Chocou-me especialmente perceber o quanto a moderação era precária até 1,5 ano atrás, algo inimaginável para uma empresa com tanto poder e dinheiro. Esta é a primeira vez em 15 anos que eles apresentam resultados reais e volumosos de prevenção e proatividade. É muito tempo de espera.

Enquanto isso novas demandas já surgem. Quando estive na primeira conferência de imprensa do Facebook sobre desinformação para jornalistas estrangeiros na sede de Menlo Park (EUA), no ano passado (sim, demorou tudo isso para acontecer também), ouvi da cúpula da empresa que o futuro eram os vídeos, os Stories e as transmissões ao vivo.
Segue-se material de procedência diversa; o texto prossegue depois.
//! Export session: one open output dataset with one layer.
//!
//! An [`ExportSession`] resolves the driver, prepares the output path,
//! creates the dataset, the layer and its fields, and then converts source
//! features into driver records one at a time. Construction never panics and
//! never returns early: any failure leaves the session in a failed state that
//! can be queried with [`ExportSession::error_kind`] and
//! [`ExportSession::error_message`]. Use [`ExportSession::open`] to get a
//! `Result` instead.
//!
//! # Examples
//!
//! ```
//! use std::path::Path;
//!
//! use geowriter_core::drivers::DriverRegistry;
//! use geowriter_core::error::ErrorKind;
//! use geowriter_core::writer::{ExportSession, SessionConfig};
//! use geowriter_core_common::{
//!     Dataset, Driver, DriverError, DriverService, GeometryKind, GeometryType,
//! };
//! use std::sync::Arc;
//!
//! struct NoDrivers;
//!
//! impl DriverService for NoDrivers {
//!     fn find_driver(&self, name: &str) -> Result<Arc<dyn Driver>, DriverError> {
//!         Err(DriverError::NotFound { name: name.to_string() })
//!     }
//!
//!     fn driver_names(&self) -> Vec<String> {
//!         Vec::new()
//!     }
//! }
//!
//! let config = SessionConfig::new("/tmp/out.gpkg", "GPKG")
//!     .with_geometry_type(GeometryType::xy(GeometryKind::Point));
//! let session = ExportSession::create(&NoDrivers, &DriverRegistry::new(), config);
//!
//! assert_eq!(session.error_kind(), ErrorKind::DriverNotFound);
//! assert!(session.error_message().starts_with("OGR driver for 'GPKG' not found"));
//! ```

use std::borrow::Cow;
use std::collections::BTreeMap;
use std::fmt;
use std::fs;
use std::ops::{Deref, DerefMut};
use std::path::{Path, PathBuf};
use std::sync::Arc;

use chrono::{Datelike, Timelike};
use encoding_rs::{Encoding, UTF_8};
use geowriter_core_common::{
    Dataset, DateTimeParts, Dimensions, DistanceUnit, DriverError, DriverService, Feature,
    FeatureRenderer, FieldValue, Fields, Geometry, GeometryKind, GeometryType, LayerId,
    OutputFeature, OutputGeometry, SpatialRef, Value,
};
use log::{debug, info, warn};

use crate::drivers::DriverRegistry;
use crate::error::{ErrorKind, Result, WriterError};
use crate::fields::{FieldValueConverter, SHAPEFILE_DRIVER, SQLITE_DRIVER, create_fields};
use crate::symbology::{SymbologyExport, map_unit_scale_factor, mm_scale_factor};
use crate::utils::{
    SHAPEFILE_SUFFIXES, append_extension, convert_codec_name_for_encoding_option, encode_text,
    format_shapefile_datetime, format_shapefile_time, has_extension, layer_name_for, resolve_codec,
};

/// Settings for opening an [`ExportSession`].
#[derive(Clone)]
pub struct SessionConfig {
    /// Destination path; an extension is appended when missing
    pub path: PathBuf,
    /// Requested text encoding
    pub encoding: String,
    /// Schema of the exported features
    pub fields: Fields,
    /// Geometry type of the output layer
    pub geometry_type: GeometryType,
    /// Spatial reference of the output layer
    pub srs: Option<SpatialRef>,
    /// Format name, a driver name or one of the `MapInfo MIF`,
    /// `SpatiaLite` and `DBF file` aliases
    pub driver_name: String,
    /// `KEY=value` dataset creation options
    pub dataset_options: Vec<String>,
    /// `KEY=value` layer creation options
    pub layer_options: Vec<String>,
    /// Optional field and value rewriting hook
    pub converter: Option<Arc<dyn FieldValueConverter>>,
    /// Style export mode
    pub symbology_export: SymbologyExport,
}
impl MemoryDataset {
    fn with_layer<T>(
        &self,
        layer: LayerId,
        f: impl FnOnce(&mut LayerRecord) -> Result<T, DriverError>,
    ) -> Result<T, DriverError> {
        let mut state = self.store.lock();
        let record = state
            .datasets
            .get_mut(&self.path)
            .ok_or_else(|| DriverError::failed(format!("dataset {} was deleted", self.path.display())))?;
        if record.closed {
            return Err(DriverError::failed("dataset is closed"));
        }
        let layer = record
            .layers
            .get_mut(layer.0)
            .ok_or_else(|| DriverError::failed(format!("no layer with index {}", layer.0)))?;
        f(layer)
    }

    fn read_layer<T>(&self, layer: LayerId, f: impl FnOnce(&LayerRecord) -> T) -> Option<T> {
        let state = self.store.lock();
        state
            .datasets
            .get(&self.path)
            .and_then(|record| record.layers.get(layer.0))
            .map(f)
    }
}

impl Dataset for MemoryDataset {
    fn create_layer(
        &mut self,
        name: &str,
        srs: Option<&SpatialRef>,
        geometry_type: GeometryType,
        options: &[String],
    ) -> Result<LayerId, DriverError> {
        if self.config.fail_create_layer {
            return Err(DriverError::failed(format!("layer {name} could not be created")));
        }
        let mut state = self.store.lock();
        let record = state
            .datasets
            .get_mut(&self.path)
            .ok_or_else(|| DriverError::failed(format!("dataset {} was deleted", self.path.display())))?;
        record.layers.push(LayerRecord {
            name: name.to_string(),
            srs: srs.cloned(),
            geometry_type,
            options: options.to_vec(),
            fields: Vec::new(),
            features: Vec::new(),
            transactions_started: 0,
            transactions_committed: 0,
        });
        Ok(LayerId(record.layers.len() - 1))
    }

    fn create_field(&mut self, layer: LayerId, definition: &FieldDefinition) -> Result<(), DriverError> {
        let config = Arc::clone(&self.config);
        if config.fail_field_names.contains(&definition.name) {
            return Err(DriverError::failed(format!(
                "field {} rejected by driver",
                definition.name
            )));
        }
        if !config.field_types.contains(&definition.field_type) {
            return Err(DriverError::Unsupported {
                driver: config.name.clone(),
                operation: format!("field type {}", definition.field_type),
            });
        }
        self.with_layer(layer, |record| {
            let name = config.output_field_name(&definition.name, &record.fields);
            record.fields.push(FieldDefinition {
                name,
                ..definition.clone()
            });
            Ok(())
        })
    }

    fn field_index(&self, layer: LayerId, name: &str) -> Option<usize> {
        self.read_layer(layer, |record| {
            record
                .fields
                .iter()
                .position(|field| field.name.eq_ignore_ascii_case(name))
        })
        .flatten()
    }

    fn field_count(&self, layer: LayerId) -> usize {
        self.read_layer(layer, |record| record.fields.len()).unwrap_or(0)
    }

    fn start_transaction(&mut self, layer: LayerId) -> Result<(), DriverError> {
        if !self.config.transactions {
            return Err(DriverError::Unsupported {
                driver: self.config.name.clone(),
                operation: "transactions".to_string(),
            });
        }
        self.with_layer(layer, |record| {
            record.transactions_started += 1;
            Ok(())
        })?;
        self.open_transactions.insert(layer, true);
        Ok(())
    }

    fn commit_transaction(&mut self, layer: LayerId) -> Result<(), DriverError> {
        if self.open_transactions.remove(&layer).is_none() {
            return Err(DriverError::failed("no transaction in progress"));
        }
        self.with_layer(layer, |record| {
            record.transactions_committed += 1;
            Ok(())
        })
    }

    fn import_geometry(&self, container: GeometryType, wkb: &[u8]) -> Result<OutputGeometry, DriverError> {
        let geometry = Geometry::from_wkb(wkb).map_err(|e| DriverError::failed(e.to_string()))?;
        if wkb.len() < 9 {
            return Err(DriverError::failed(format!("truncated {} body", geometry.geometry_type())));
        }
        if self.config.strict_geometry
            && container.kind != GeometryKind::Unknown
            && container.kind != geometry.geometry_type().kind
        {
            return Err(DriverError::failed(format!(
                "cannot import {} into {}",
                geometry.geometry_type(),
                container
            )));
        }
        Ok(OutputGeometry {
            geometry_type: container,
            wkb: geometry.into_wkb(),
        })
    }

    fn commit_feature(&mut self, layer: LayerId, feature: OutputFeature) -> Result<(), DriverError> {
        if let Some(predicate) = &self.config.fail_commit_when {
            if predicate(&feature) {
                return Err(DriverError::failed("record rejected"));
            }
        }
        self.with_layer(layer, |record| {
            record.features.push(feature);
            Ok(())
        })
    }

    fn close(&mut self) -> Result<(), DriverError> {
        if let Some(record) = self.store.lock().datasets.get_mut(&self.path) {
            record.closed = true;
        }
        Ok(())
    }
}
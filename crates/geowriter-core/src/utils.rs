//! Utility functions for encodings, file names and temporal formatting.

use std::path::{Path, PathBuf};

use chrono::{NaiveDateTime, NaiveTime};
use encoding_rs::{Encoding, UTF_8};

/// Sidecar suffixes removed before a shapefile is recreated.
pub const SHAPEFILE_SUFFIXES: [&str; 6] = ["shp", "shx", "dbf", "prj", "qix", "qpj"];

/// Converts a codec name into the value of the shapefile `ENCODING` option.
///
/// `System` maps to `LDID/0`. Code page names such as `CP1252`,
/// `windows-1250` or `ISO-8859-1` map to their number with dashes removed.
/// Anything else is returned unchanged.
///
/// # Examples
///
/// ```
/// use geowriter_core::utils::convert_codec_name_for_encoding_option;
///
/// assert_eq!(convert_codec_name_for_encoding_option("System"), "LDID/0");
/// assert_eq!(convert_codec_name_for_encoding_option("windows-1252"), "1252");
/// assert_eq!(convert_codec_name_for_encoding_option("ISO-8859-1"), "88591");
/// assert_eq!(convert_codec_name_for_encoding_option("UTF-8"), "UTF-8");
/// ```
#[must_use]
pub fn convert_codec_name_for_encoding_option(codec_name: &str) -> String {
    if codec_name == "System" {
        return "LDID/0".to_string();
    }

    let lower = codec_name.to_ascii_lowercase();
    let rest = ["cp", "windows-", "iso-", "iso "]
        .iter()
        .find(|prefix| lower.starts_with(*prefix))
        .map(|prefix| &codec_name[prefix.len()..]);

    if let Some(rest) = rest {
        let digits: String = rest.chars().filter(|c| *c != '-').collect();
        if !digits.is_empty() && digits.parse::<i32>().is_ok() {
            return digits;
        }
    }
    codec_name.to_string()
}

/// Resolves a codec by label, falling back to UTF-8 for unknown labels.
///
/// Returns the codec and whether the requested label was recognized.
#[must_use]
pub fn resolve_codec(label: &str) -> (&'static Encoding, bool) {
    match Encoding::for_label(label.trim().as_bytes()) {
        Some(encoding) => (encoding, true),
        None => (UTF_8, false),
    }
}

/// Encodes `text` with `codec`. Unmappable characters become numeric
/// character references.
#[must_use]
pub fn encode_text(codec: &'static Encoding, text: &str) -> Vec<u8> {
    let (bytes, _, _) = codec.encode(text);
    bytes.into_owned()
}

/// Formats a date-time the way shapefile attribute tables store it:
/// `yyyy/MM/dd hh:mm:ss.zzz`.
#[must_use]
pub fn format_shapefile_datetime(value: &NaiveDateTime) -> String {
    value.format("%Y/%m/%d %H:%M:%S%.3f").to_string()
}

/// Formats a time the way shapefile attribute tables store it:
/// `hh:mm:ss.zzz`.
#[must_use]
pub fn format_shapefile_time(value: &NaiveTime) -> String {
    value.format("%H:%M:%S%.3f").to_string()
}

/// Returns `true` if `path` ends in `.ext`, ignoring case.
#[must_use]
pub fn has_extension(path: &Path, ext: &str) -> bool {
    path.extension()
        .and_then(|e| e.to_str())
        .is_some_and(|e| e.eq_ignore_ascii_case(ext))
}

/// Appends `.ext` to the file name of `path`.
#[must_use]
pub fn append_extension(path: &Path, ext: &str) -> PathBuf {
    let mut raw = path.as_os_str().to_owned();
    raw.push(".");
    raw.push(ext);
    PathBuf::from(raw)
}

/// File name of `path` without its final extension.
#[must_use]
pub fn layer_name_for(path: &Path) -> String {
    path.file_stem()
        .map(|stem| stem.to_string_lossy().into_owned())
        .unwrap_or_default()
}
Não deu um ano, vimos um massacre ser transmitido ao vivo pela plataforma.

A real é que o machine learning é incrivelmente ágil e eficaz para detectar conteúdos em fotos e textos. Mas começa a mostrar precisão impressionantes somente hoje, quando a comunicação já partiu para formatos muito mais elaborados e pouco escrutináveis.

Eles dizem que as políticas para comunidade do Facebook servem para todas as plataformas da empresa, como Instagram, Messenger e WhatsApp, mas são aplicadas de formas diferentes. Como é aplicado no WhatsApp? Não sabem. O que acontece se eu colocar pornografia infantil no Status do WhatsApp, vocês detectam? Não sabem. Tudo isso só pode ser respondido pela equipe do mensageiro, que quase nunca fala com a imprensa.

Perguntei para Simon Cross qual era o plano para moderar conteúdo nessas novas frentes, e ele me respondeu um sonoro: "Não tenho uma resposta que irá satisfazer, mas estamos melhorando. Não somos bons em detectar antes, porque discurso de ódio normalmente precisa de contexto. Ainda depende de reporte do usuário."

Se teve uma coisa que o Facebook aprendeu às duras penas em 2018, quando precisou dar explicações públicas de sua atuação como nunca antes havia feito, é que ele precisa ser transparente. A palavra "transparência" também aparece recorrentemente no discurso de todos os seus representantes --eles também admitem que falharam e que não têm todas as respostas, em alguns casos, inclusive, parecem baratas tontas com o volume de responsabilidade que precisam carregar. Ou cegos em meio a um tiroteio de acusações feitas por todos os lados do globo.

Não é fácil administrar 2,3 bilhões de pessoas, realmente. Mas este é o preço a se pagar quando você faz questão de acumular tanto poder e lucra com esse volume de dados.